I passed the weapon back and forth between my two hands and considered its beauty. And its immense danger. And as if on cue, the four little scars on my four fingertips pulsed with remembered pain from when I first touched the dagger. I proceeded more carefully. The weapon felt much heavier than I expected. But it also felt natural in my hands, as if I had held it a million times before. Which both surprised me and not. From the very first time I saw it, I felt connected to it, like in some strange way it had always belonged to me. Without ever having seen such a weapon before, I somehow knew how to hold it.

As I touched the blade to the edge of the broken pencil, the knife began to vibrate, and a gentle tingling tickled my fingers. Magic and joy and suspicion and awe and doubt and surprise all coursed through me at once. The teeth on the knife’s edge moved through the lead with ease, as if it sliced through a sweet summer peach, and razor-thin shavings of wood floated down into the boat like a cloud of butterflies. It must have been the ancient magic of the Samurai pulsing through the Tantō right into my hands. And then I too believed. I believed Ojiisan’s story that the Great Yuudai had infused his Spirit into the dagger. It was he who carved the pencil, not me!
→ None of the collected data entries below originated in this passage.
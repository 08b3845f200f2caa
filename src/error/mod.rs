//! Error types for the TrainerDex client.
//!
//! Local validation (level lookups, schema translation, read-only field checks) fails
//! fast with a dedicated variant before any request is sent. Failures reported by the
//! remote service are mapped from their HTTP status into [`Error::NotFound`],
//! [`Error::Forbidden`] or [`Error::RequestFailed`] and propagated unchanged through the
//! entity layer.

pub mod config;
pub mod retry;
pub mod schema;
pub mod validation;

use reqwest::StatusCode;
use thiserror::Error;

pub use self::{config::ConfigError, schema::SchemaError, validation::ValidationError};

/// Main error type for the TrainerDex client.
///
/// Aggregates the domain-specific error types and external library errors into a
/// single type so that `?` works across the translator, connector and entity layers.
///
/// # Error Categories
/// - Remote errors (`NotFound`, `Forbidden`, `RequestFailed`) carrying status and body
/// - Client-side validation (`Validation`, `OutOfRange`, `Schema`)
/// - Configuration errors (invalid environment variables)
/// - External library errors (HTTP transport, JSON decoding)
#[derive(Error, Debug)]
pub enum Error {
    /// The entity or relation does not exist (HTTP 404).
    #[error("Resource not found (HTTP {status}): {body}")]
    NotFound {
        /// HTTP status returned by the service
        status: u16,
        /// Response body, as text
        body: String,
    },
    /// The request was rejected for authentication or permission reasons (HTTP 401, 403, 423).
    #[error("Request forbidden (HTTP {status}): {body}")]
    Forbidden {
        /// HTTP status returned by the service
        status: u16,
        /// Response body, as text
        body: String,
    },
    /// Client-side validation failed before any request was attempted.
    #[error(transparent)]
    Validation(#[from] ValidationError),
    /// A level or leaderboard position lookup fell outside the table or page bounds.
    #[error("{what} {value} is out of range ({min}..={max})")]
    OutOfRange {
        /// What was being looked up, e.g. "level" or "position"
        what: &'static str,
        /// The rejected value
        value: u64,
        /// Lowest accepted value
        min: u64,
        /// Highest accepted value
        max: u64,
    },
    /// Any other non-2xx response from the service.
    #[error("Request failed (HTTP {status}): {body}")]
    RequestFailed {
        /// HTTP status returned by the service
        status: u16,
        /// Response body, as text
        body: String,
    },
    /// A canonical field could not be encoded for the wire.
    #[error(transparent)]
    Schema(#[from] SchemaError),
    /// Configuration error (invalid environment variables).
    #[error(transparent)]
    Config(#[from] ConfigError),
    /// HTTP transport error (connection, TLS, timeouts).
    #[error(transparent)]
    Http(#[from] reqwest::Error),
    /// A wire record did not match the expected record shape.
    #[error(transparent)]
    Decode(#[from] serde_json::Error),
}

impl Error {
    /// Maps a non-success HTTP status and its body to the matching error variant.
    ///
    /// # Arguments
    /// - `status` - Status code returned by the service
    /// - `body` - Response body, as text
    ///
    /// # Returns
    /// - `Error::Forbidden` - For 401, 403 and 423
    /// - `Error::NotFound` - For 404
    /// - `Error::RequestFailed` - For every other status
    pub fn from_status(status: StatusCode, body: String) -> Self {
        let code = status.as_u16();
        match code {
            401 | 403 | 423 => Self::Forbidden { status: code, body },
            404 => Self::NotFound { status: code, body },
            _ => Self::RequestFailed { status: code, body },
        }
    }

    /// Returns the HTTP status carried by a remote error, if any.
    pub fn status(&self) -> Option<u16> {
        match self {
            Self::NotFound { status, .. }
            | Self::Forbidden { status, .. }
            | Self::RequestFailed { status, .. } => Some(*status),
            Self::Http(err) => err.status().map(|s| s.as_u16()),
            _ => None,
        }
    }

    /// Returns true when the error is a 404 from the service.
    pub fn is_not_found(&self) -> bool {
        matches!(self, Self::NotFound { .. })
    }
}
How could I ever forget that day? I remember it as a snapshot in my mind, and if I close my eyes, I can see us there together. I remember that day so well, not because we floated in a rowboat in our flooded village. Not because I felt the profound Spirit of Yuudai all around me. But because on that day, after an entire year living in his home, Ojiisan touched my hand for the first time. 

I saw him watching me as I carved the pencil, his wrinkled features softened, and a noticeable turn lifted his constant frown. He nodded with approval, but his kindness felt unfamiliar to me as he wasn’t a sentimental nor an emotional man. I fumbled, nervous about his attention, and pushed my ability into clumsiness.

The dagger jumped! As did my heart! The blade nearly sliced through my hand. And then with a gentle touch, he placed his fingers on that soft spot between my thumb and index finger to slow me down. My concentration slipped away from the knife to that spot on my hand, to that soft place where Ojiisan’s fingers rested. Rough calluses scratched at my skin, which made me wonder about the kind of labor his hands performed. When he caught me looking at him, he looked away, uncomfortable in such an unguarded moment, and rested back again in the boat.

At such a young age, I couldn’t have articulated how much I needed a loving touch, even if just on my hand, especially by a man. Something my father wasn’t ever capable of. At twenty, I am still desperately aware of that need and equally afraid and wonder if I will ever feel the love of a kind man again.

The knife danced in my hands and the Samurai’s wisdom rushed through me, and after a couple more passes over the pencil, I presented Ojiisan a point of lead that could write a novel. And more questions swirled. Could a simple pencil be the answer to our prayers? Could we survive the horrible devastation of the country and our home? How did we get there, I wondered? To that very moment when we needed the strength and wisdom of the Great Yuudai more than ever?